Complex Christ book cover

The Complex Christ, by Kester Brewin

This week I’ve been re-reading a book by Kester Brewin of The Vaux Community in London, England, The Complex Christ: Signs of Emergence in the Urban Church.

I want to share a few thoughts from the chapter on “Gift.” These are direct quotes from the book. I encourage you to purchase the book from Amazon.com by clicking on the book cover to the left. I cannot say that I am in total agreement with all that he writes in this book, but once again, it has impacted my life and ministry.

Christ began his journey to embrace the city in the desert, where he rejected the crude transactionalism of those who would tempt him to seek devotees through stunts and bread. He turned away from a style of ministry that tried either to get people to exchange their commitment for the meeting of their material needs, or wow them into belief through displays of power and magic. Christ did this because he had dedicated himself to a new way, to a conjunctive approach to the city. . .

However it is clear that, despite resisting these trades, there was some kind of transaction occurring in Christ’s ministry, just as there is in the Church’s ministry today. Something is given, and something is received. It is vital that we, like Christ, get the nature of this exchange right, for we risk ending up as another product to buy or sensation to seek unless we do… a conjunctive approach to faith must re-evaluate the Church’s modes of exchange, and … central to our critique of consumerism must be the rediscovery of the transaction of gift. (p. 117)

At a basic level then, we might reflect on the extent to which our practices in church function as commodity or gift. . . We must clearly be careful about our gift practices in the context of faith, and ensure that we get the distinction between appropriate commodity transaction and appropriate gift transaction. To blur the line between the two is likely to cause all sorts of problems and lead to allegations of manipulation. (p. 120)

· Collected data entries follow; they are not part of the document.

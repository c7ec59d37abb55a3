use std::sync::Arc;
use std::time::{Duration, Instant};

use anyhow::Result;
use async_trait::async_trait;
use futures::future::join_all;
use serde_json::{json, Value};
use studio_llm::ToolCall;
use studio_tools::{ToolError, ToolRegistry};
use studio_types::{GraphState, StreamEvent};
use tokio_util::sync::CancellationToken;
use tracing::{debug, info, warn};

use crate::node::{emit, EventSender, Node, NodeType};

/// Runs every tool call of the last model step.
///
/// Calls run concurrently but results are recorded in request order. A failing
/// or timed-out tool becomes an `output-error` part; the loop carries on.
pub struct ToolNode {
    tools: Arc<ToolRegistry>,
    timeout: Duration,
    cancel: CancellationToken,
}

impl ToolNode {
    pub fn new(tools: Arc<ToolRegistry>, timeout: Duration, cancel: CancellationToken) -> Self {
        Self { tools, timeout, cancel }
    }

    async fn run_one(&self, call: &ToolCall) -> (std::result::Result<Value, ToolError>, u64) {
        let start = Instant::now();
        let name = &call.function.name;

        let result = match self.tools.get(name) {
            None => Err(ToolError::NotFound(name.clone())),
            Some(tool) => match call.arguments_value() {
                Err(e) => Err(ToolError::InvalidInput(format!("arguments are not valid JSON: {}", e))),
                Ok(input) => match tokio::time::timeout(self.timeout, tool.execute(input)).await {
                    Ok(result) => result,
                    Err(_) => Err(ToolError::Timeout(self.timeout.as_secs())),
                },
            },
        };

        let duration_ms = start.elapsed().as_millis() as u64;
        match &result {
            Ok(_) => info!(tool = %name, duration_ms, "Tool completed"),
            Err(e) => warn!(tool = %name, duration_ms, error = %e, "Tool failed"),
        }
        (result, duration_ms)
    }
}

#[async_trait]
impl Node for ToolNode {
    async fn execute(&self, state: &mut GraphState, event_tx: EventSender) -> Result<()> {
        let tool_calls = state.get_pending_tool_calls();
        if tool_calls.is_empty() {
            return Ok(());
        }

        if self.cancel.is_cancelled() {
            debug!(skipped = tool_calls.len(), "Turn cancelled before tool dispatch");
            return Ok(());
        }

        for call in &tool_calls {
            state.called_tools.push(call.function.name.clone());
        }

        let outcomes = join_all(tool_calls.iter().map(|call| self.run_one(call))).await;

        for (call, (result, duration_ms)) in tool_calls.into_iter().zip(outcomes) {
            let tool_name = call.function.name;
            match result {
                Ok(output) => {
                    if let Err(e) = state.parts.complete(&call.id, output.clone()) {
                        warn!(error = %e, "Ignoring out-of-order tool state update");
                    }
                    emit(
                        &event_tx,
                        StreamEvent::ToolOutputAvailable {
                            tool_call_id: call.id.clone(),
                            tool_name,
                            output: output.clone(),
                            duration_ms,
                        },
                    )
                    .await;
                    state.add_tool_result(call.id, output.to_string());
                }
                Err(error) => {
                    let error_text = error.to_string();
                    if let Err(e) = state.parts.fail(&call.id, &error_text) {
                        warn!(error = %e, "Ignoring out-of-order tool state update");
                    }
                    emit(
                        &event_tx,
                        StreamEvent::ToolOutputError {
                            tool_call_id: call.id.clone(),
                            tool_name,
                            error_text: error_text.clone(),
                            duration_ms,
                        },
                    )
                    .await;
                    state.add_tool_result(call.id, json!({ "error": error_text }).to_string());
                }
            }
        }

        Ok(())
    }

    fn node_type(&self) -> NodeType {
        NodeType::Tool
    }
}
pub mod error;
pub mod memory;
pub mod trait_client;

#[cfg(feature = "mongodb")]
pub mod dbs;

pub use error::{PersistError, Result};
pub use memory::MemoryPersistenceClient;
pub use trait_client::PersistenceClient;

#[cfg(feature = "mongodb")]
pub use dbs::mongo::MongoPersistenceClient;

… if worship is a gift, then it is absolutely not about what I am looking to get out of it, but what I am looking to give. Churches must steer clear of ‘selling worship’, as if it could be re-marketed and rebranded through some surface pick-and-mix of popular culture. Who am I to come to worship the Almighty and expect to get something? Yet that’s what most of us do,, turning up tired from the week’s work and busy weekend, needing our batteries recharging, looking for a bit of a power-pack from God or to be caught up in some holy moment. (p. 121)

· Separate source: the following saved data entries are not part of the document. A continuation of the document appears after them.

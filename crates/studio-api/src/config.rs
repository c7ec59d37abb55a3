use config::{Config as ConfigLoader, ConfigError, Environment, File};
use serde::Deserialize;
use std::path::Path;
use std::time::Duration;

use studio_graph::GraphConfig;
use studio_tools::search::{ImageFallbackConfig, SearchSettings};

#[derive(Debug, Clone, Default, Deserialize)]
#[serde(default)]
pub struct Config {
    pub server: ServerConfig,
    pub cors: CorsConfig,
    pub llm: LlmConfig,
    pub search: SearchConfig,
    pub connector: ConnectorConfig,
    pub agent: AgentConfig,
    pub persistence: PersistenceConfig,
    pub logging: LoggingConfig,

    // Secrets (from ENV only)
    #[serde(skip)]
    pub secrets: Secrets,
}

#[derive(Debug, Clone, Default)]
pub struct Secrets {
    pub llm_api_key: String,
    pub tavily_api_key: Option<String>,
    pub composio_api_key: Option<String>,
    pub supabase_url: String,
    pub supabase_anon_key: String,
    pub mongodb_uri: Option<String>,
}

#[derive(Debug, Clone, Deserialize)]
#[serde(default)]
pub struct ServerConfig {
    pub host: String,
    pub port: u16,
}

impl Default for ServerConfig {
    fn default() -> Self {
        Self {
            host: "0.0.0.0".to_string(),
            port: 8000,
        }
    }
}

#[derive(Debug, Clone, Deserialize)]
#[serde(default)]
pub struct CorsConfig {
    pub enabled: bool,
    pub origins: Vec<String>,
}

impl Default for CorsConfig {
    fn default() -> Self {
        Self {
            enabled: true,
            origins: vec!["http://localhost:3000".to_string()],
        }
    }
}

#[derive(Debug, Clone, Deserialize)]
#[serde(default)]
pub struct LlmConfig {
    /// Model used when the request does not pick one
    pub model: String,
    /// Overrides the OpenRouter base URL
    pub base_url: Option<String>,
    pub planner_model: String,
    pub temperature: Option<f32>,
    pub max_tokens: Option<u32>,
    pub request_timeout_ms: u64,
}

impl Default for LlmConfig {
    fn default() -> Self {
        Self {
            model: "openai/gpt-oss-20b:free".to_string(),
            base_url: None,
            planner_model: studio_tools::planning::DEFAULT_PLANNER_MODEL.to_string(),
            temperature: None,
            max_tokens: None,
            request_timeout_ms: 30_000,
        }
    }
}

impl LlmConfig {
    /// Turn configuration for a request, honouring the caller's model choice
    pub fn for_model(&self, model_name: Option<&str>) -> studio_types::LLMConfig {
        let model = model_name
            .filter(|m| !m.trim().is_empty())
            .unwrap_or(&self.model);
        studio_types::LLMConfig {
            model: model.to_string(),
            temperature: self.temperature,
            max_tokens: self.max_tokens,
        }
    }
}

#[derive(Debug, Clone, Deserialize)]
#[serde(default)]
pub struct SearchConfig {
    pub max_results: usize,
    pub content_chars: usize,
    pub timeout_ms: u64,
    pub image_max_urls: usize,
    pub image_target: usize,
    pub image_concurrency: usize,
    pub image_fetch_timeout_ms: u64,
}

impl Default for SearchConfig {
    fn default() -> Self {
        Self {
            max_results: 5,
            content_chars: 500,
            timeout_ms: 30_000,
            image_max_urls: 8,
            image_target: 4,
            image_concurrency: 4,
            image_fetch_timeout_ms: 6_000,
        }
    }
}

impl SearchConfig {
    pub fn settings(&self) -> SearchSettings {
        SearchSettings {
            max_results: self.max_results,
            content_chars: self.content_chars,
            ..SearchSettings::default()
        }
    }

    pub fn image_fallback(&self) -> ImageFallbackConfig {
        ImageFallbackConfig {
            max_urls: self.image_max_urls,
            target_images: self.image_target,
            concurrency: self.image_concurrency.max(1),
            fetch_timeout: Duration::from_millis(self.image_fetch_timeout_ms),
        }
    }
}

#[derive(Debug, Clone, Deserialize)]
#[serde(default)]
pub struct ConnectorConfig {
    /// Overrides the Composio base URL
    pub base_url: Option<String>,
    pub timeout_ms: u64,
}

impl Default for ConnectorConfig {
    fn default() -> Self {
        Self {
            base_url: None,
            timeout_ms: 15_000,
        }
    }
}

#[derive(Debug, Clone, Deserialize)]
#[serde(default)]
pub struct AgentConfig {
    pub timezone: String,
    pub max_iterations: usize,
    pub tool_timeout_ms: u64,
    pub stream_idle_timeout_ms: u64,
}

impl Default for AgentConfig {
    fn default() -> Self {
        Self {
            timezone: studio_graph::prompts::DEFAULT_TIMEZONE.to_string(),
            max_iterations: 50,
            tool_timeout_ms: 30_000,
            stream_idle_timeout_ms: 30_000,
        }
    }
}

impl From<&AgentConfig> for GraphConfig {
    fn from(config: &AgentConfig) -> Self {
        GraphConfig::new()
            .with_max_iterations(config.max_iterations)
            .with_tool_timeout(Duration::from_millis(config.tool_timeout_ms))
            .with_stream_idle_timeout(Duration::from_millis(config.stream_idle_timeout_ms))
    }
}

#[derive(Debug, Clone, Copy, PartialEq, Eq, Default, Deserialize)]
#[serde(rename_all = "lowercase")]
pub enum PersistenceBackend {
    #[default]
    Memory,
    Mongodb,
}

impl PersistenceBackend {
    pub fn as_str(&self) -> &'static str {
        match self {
            PersistenceBackend::Memory => "memory",
            PersistenceBackend::Mongodb => "mongodb",
        }
    }
}

#[derive(Debug, Clone, Deserialize)]
#[serde(default)]
pub struct PersistenceConfig {
    pub backend: PersistenceBackend,
    pub database: String,
}

impl Default for PersistenceConfig {
    fn default() -> Self {
        Self {
            backend: PersistenceBackend::Memory,
            database: "studio".to_string(),
        }
    }
}

#[derive(Debug, Clone, Deserialize)]
#[serde(default)]
pub struct LoggingConfig {
    pub level: String,
    pub format: String,
}

impl Default for LoggingConfig {
    fn default() -> Self {
        Self {
            level: "info".to_string(),
            format: "pretty".to_string(),
        }
    }
}

impl Config {
    /// Load configuration from TOML files and environment variables
    ///
    /// Hierarchy (weakest to strongest):
    /// 1. config/default.toml
    /// 2. config/{ENV}.toml (if ENV is set)
    /// 3. Environment variables `STUDIO_<SECTION>__<KEY>`, e.g. `STUDIO_LLM__MODEL`
    pub fn load() -> Result<Self, ConfigError> {
        let env = std::env::var("ENV").unwrap_or_else(|_| "dev".to_string());

        let config = ConfigLoader::builder()
            .add_source(File::with_name("config/default").required(false))
            .add_source(File::with_name(&format!("config/{}", env)).required(false))
            .add_source(
                Environment::with_prefix("STUDIO")
                    .prefix_separator("_")
                    .separator("__")
                    .try_parsing(true)
                    .list_separator(",")
                    .with_list_parse_key("cors.origins"),
            )
            .build()?;

        let mut cfg: Config = config.try_deserialize()?;
        cfg.secrets = Secrets::from_env(cfg.persistence.backend)?;
        Ok(cfg)
    }

    /// Load config from a specific path (useful for testing)
    pub fn from_file(path: impl AsRef<Path>) -> Result<Self, ConfigError> {
        let builder = ConfigLoader::builder().add_source(File::from(path.as_ref()));

        let config = builder.build()?;
        config.try_deserialize()
    }
}

impl Secrets {
    fn from_env(backend: PersistenceBackend) -> Result<Self, ConfigError> {
        let llm_api_key = optional_env("LLM_API_KEY")
            .or_else(|| optional_env("OPENROUTER_API_KEY"))
            .ok_or_else(|| {
                ConfigError::Message("LLM_API_KEY or OPENROUTER_API_KEY environment variable is required".to_string())
            })?;

        let mongodb_uri = optional_env("MONGODB_URI");
        if backend == PersistenceBackend::Mongodb && mongodb_uri.is_none() {
            return Err(ConfigError::Message(
                "MONGODB_URI environment variable is required for the mongodb backend".to_string(),
            ));
        }

        Ok(Self {
            llm_api_key,
            tavily_api_key: optional_env("TAVILY_API_KEY"),
            composio_api_key: optional_env("COMPOSIO_API_KEY"),
            supabase_url: required_env("SUPABASE_URL")?,
            supabase_anon_key: required_env("SUPABASE_ANON_KEY")?,
            mongodb_uri,
        })
    }
}

fn optional_env(name: &str) -> Option<String> {
    std::env::var(name).ok().filter(|v| !v.trim().is_empty())
}

fn required_env(name: &str) -> Result<String, ConfigError> {
    optional_env(name).ok_or_else(|| ConfigError::Message(format!("{} environment variable is required", name)))
}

Churches must aspire to become centres of gift exchange in the broadest sense. They should provide hanging spaces for artists, venues for music of all types, forums for discussions and debates, classes for expectant mothers… whatever gifts there are in the local community, the church should be the place where these gifts can be exchanged or shared. I reiterate: this is not just about services of ‘Christian’ activities. This is about engaging with the local environment and having open boundaries. It is about refusing to see this as infection, but encouraging it as cross-fertilization. It is about declaring our interdependence with the locality we find ourselves in. (p. 128)

My thoughts:

As an artist, as a musician and as a minister of the gospel, my spirit resonates with these thoughts on gift. I believe that too often the church has commercialized its worship, offered assistance to the community with strings attached, or has had a ‘patriarchal’ attitude toward the people groups in the community.

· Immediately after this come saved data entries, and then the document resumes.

use std::sync::Arc;
use std::time::Instant;

use chrono::Utc;
use chrono_tz::Tz;
use serde_json::json;
use studio_llm::{ChatClient, Message};
use studio_persist::PersistenceClient;
use studio_types::{
    AgentProfile, GraphConfig, GraphState, LLMConfig, NewMessage, StreamEvent, TurnStatus,
};
use tokio::sync::mpsc;
use tokio_util::sync::CancellationToken;
use tracing::{error, info, warn};

use crate::node::{emit, EventSender, Node, NodeType};
use crate::nodes::{LLMNode, ToolNode};
use crate::prompts::{system_prompt, PromptContext};
use crate::router::{NextNode, PolicyRouter, Router};
use crate::toolset::ToolResolver;

/// Everything one turn needs from the caller
#[derive(Debug, Clone)]
pub struct TurnInput {
    pub thread_id: String,
    pub user_id: String,
    /// Conversation history ending with the new user message, without a system prompt
    pub messages: Vec<Message>,
    pub agent: AgentProfile,
    pub llm_config: LLMConfig,
}

/// Runs turns. Cheap to clone; one instance serves every request.
#[derive(Clone)]
pub struct Graph {
    client: Arc<dyn ChatClient>,
    tools: ToolResolver,
    config: GraphConfig,
    timezone: Tz,
    persistence: Option<Arc<dyn PersistenceClient>>,
}

impl Graph {
    pub(crate) fn new(
        client: Arc<dyn ChatClient>,
        tools: ToolResolver,
        config: GraphConfig,
        timezone: Tz,
        persistence: Option<Arc<dyn PersistenceClient>>,
    ) -> Self {
        Self {
            client,
            tools,
            config,
            timezone,
            persistence,
        }
    }

    pub fn builder() -> crate::builder::GraphBuilder {
        crate::builder::GraphBuilder::new()
    }

    pub fn config(&self) -> &GraphConfig {
        &self.config
    }

    /// Spawn a turn in the background and return its event receiver.
    ///
    /// The turn always ends with `EndStream`. Cancelling the token stops it at
    /// the next await point; whatever was assembled so far is still persisted.
    pub fn spawn_run(&self, input: TurnInput, cancel: CancellationToken) -> mpsc::Receiver<StreamEvent> {
        let (tx, rx) = mpsc::channel(1000);
        let graph = self.clone();

        tokio::spawn(async move {
            graph.run_turn(input, tx, cancel).await;
        });

        rx
    }

    async fn run_turn(&self, input: TurnInput, event_tx: EventSender, cancel: CancellationToken) {
        let start = Instant::now();
        let TurnInput {
            thread_id,
            user_id,
            messages,
            agent,
            llm_config,
        } = input;

        let registry = Arc::new(self.tools.resolve(&agent, &user_id).await);
        let ctx = PromptContext::new(Utc::now(), self.timezone, registry.connector_count());

        let mut history = Vec::with_capacity(messages.len() + 1);
        history.push(Message::system(system_prompt(&agent, &ctx)));
        history.extend(messages);

        let mut state = GraphState::new(thread_id, user_id, history, llm_config);
        info!(
            run_id = %state.run_id,
            thread_id = %state.thread_id,
            agent = %agent.id,
            tools = registry.len(),
            "Starting turn"
        );

        emit(
            &event_tx,
            StreamEvent::InitStream {
                run_id: state.run_id.clone(),
                thread_id: state.thread_id.clone(),
                timestamp: Utc::now().timestamp_millis(),
            },
        )
        .await;

        let llm_node = LLMNode::new(
            Arc::clone(&self.client),
            Arc::clone(&registry),
            self.config.stream_idle_timeout,
            cancel.clone(),
        );
        let tool_node = ToolNode::new(registry, self.config.tool_timeout, cancel.clone());
        let router = PolicyRouter::new(agent.stop_policy.clone());

        let status = self
            .drive(&mut state, &llm_node, &tool_node, &router, &event_tx, &cancel)
            .await;

        self.persist(&state, &agent, status, &event_tx).await;

        let total_duration_ms = start.elapsed().as_millis() as u64;
        info!(
            run_id = %state.run_id,
            steps = state.steps,
            status = ?status,
            duration_ms = total_duration_ms,
            "Turn finished"
        );
        emit(&event_tx, StreamEvent::EndStream { status, total_duration_ms }).await;
    }

    async fn drive(
        &self,
        state: &mut GraphState,
        llm_node: &LLMNode,
        tool_node: &ToolNode,
        router: &dyn Router,
        event_tx: &EventSender,
        cancel: &CancellationToken,
    ) -> TurnStatus {
        let mut current = NodeType::LLM;
        let mut iteration = 0;

        loop {
            if cancel.is_cancelled() {
                return TurnStatus::Cancelled;
            }

            // Guardrail independent of the agent's stop policy
            if iteration >= self.config.max_iterations {
                warn!(run_id = %state.run_id, max = self.config.max_iterations, "Iteration limit reached");
                emit(
                    event_tx,
                    StreamEvent::Error {
                        message: format!("Max iterations ({}) reached", self.config.max_iterations),
                        node_id: None,
                    },
                )
                .await;
                return TurnStatus::Error;
            }
            iteration += 1;

            let node: &dyn Node = match current {
                NodeType::LLM => llm_node,
                NodeType::Tool => tool_node,
            };

            if let Err(e) = node.execute(state, event_tx.clone()).await {
                error!(run_id = %state.run_id, node = ?current, error = %e, "Node failed");
                emit(
                    event_tx,
                    StreamEvent::Error {
                        message: format!("{:#}", e),
                        node_id: Some(node_id(current).to_string()),
                    },
                )
                .await;
                return TurnStatus::Error;
            }

            if cancel.is_cancelled() {
                return TurnStatus::Cancelled;
            }

            current = match router.next(state, current) {
                NextNode::LLM => NodeType::LLM,
                NextNode::Tool => NodeType::Tool,
                NextNode::End => return TurnStatus::Completed,
            };
        }
    }

    /// Store the assembled assistant message. Failures are logged; the caller
    /// has already seen the streamed answer.
    async fn persist(&self, state: &GraphState, agent: &AgentProfile, status: TurnStatus, event_tx: &EventSender) {
        let Some(persistence) = &self.persistence else {
            return;
        };
        if state.parts.is_empty() {
            return;
        }

        let metadata = json!({
            "runId": state.run_id,
            "agentId": agent.id,
            "model": state.llm_config.model,
            "status": status,
            "steps": state.steps,
        });
        let message = NewMessage::assistant(state.thread_id.clone(), state.parts.to_parts()).with_metadata(metadata);

        match persistence.create_message(message).await {
            Ok(stored) => {
                emit(event_tx, StreamEvent::MessagePersisted { message_id: stored.id }).await;
                if let Err(e) = persistence.touch_thread(&state.thread_id).await {
                    warn!(thread_id = %state.thread_id, error = %e, "Failed to touch thread");
                }
            }
            Err(e) => {
                error!(thread_id = %state.thread_id, error = %e, "Failed to persist assistant message");
            }
        }
    }
}

fn node_id(node: NodeType) -> &'static str {
    match node {
        NodeType::LLM => "llm",
        NodeType::Tool => "tool",
    }
}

The church must allow people to bring their gifts and share them at all levels of ministry, with no string attached, with no profit expectations, with no analysis to see how many new worship attendees or church members have resulted from the ministry attendance and response.

Jesus wants to reunite us with God because he loves us and longs for an intimate relationship with us. If we are to love others as Jesus loves us, we too must offer such a loving relationship as a gift, without any function or expectation.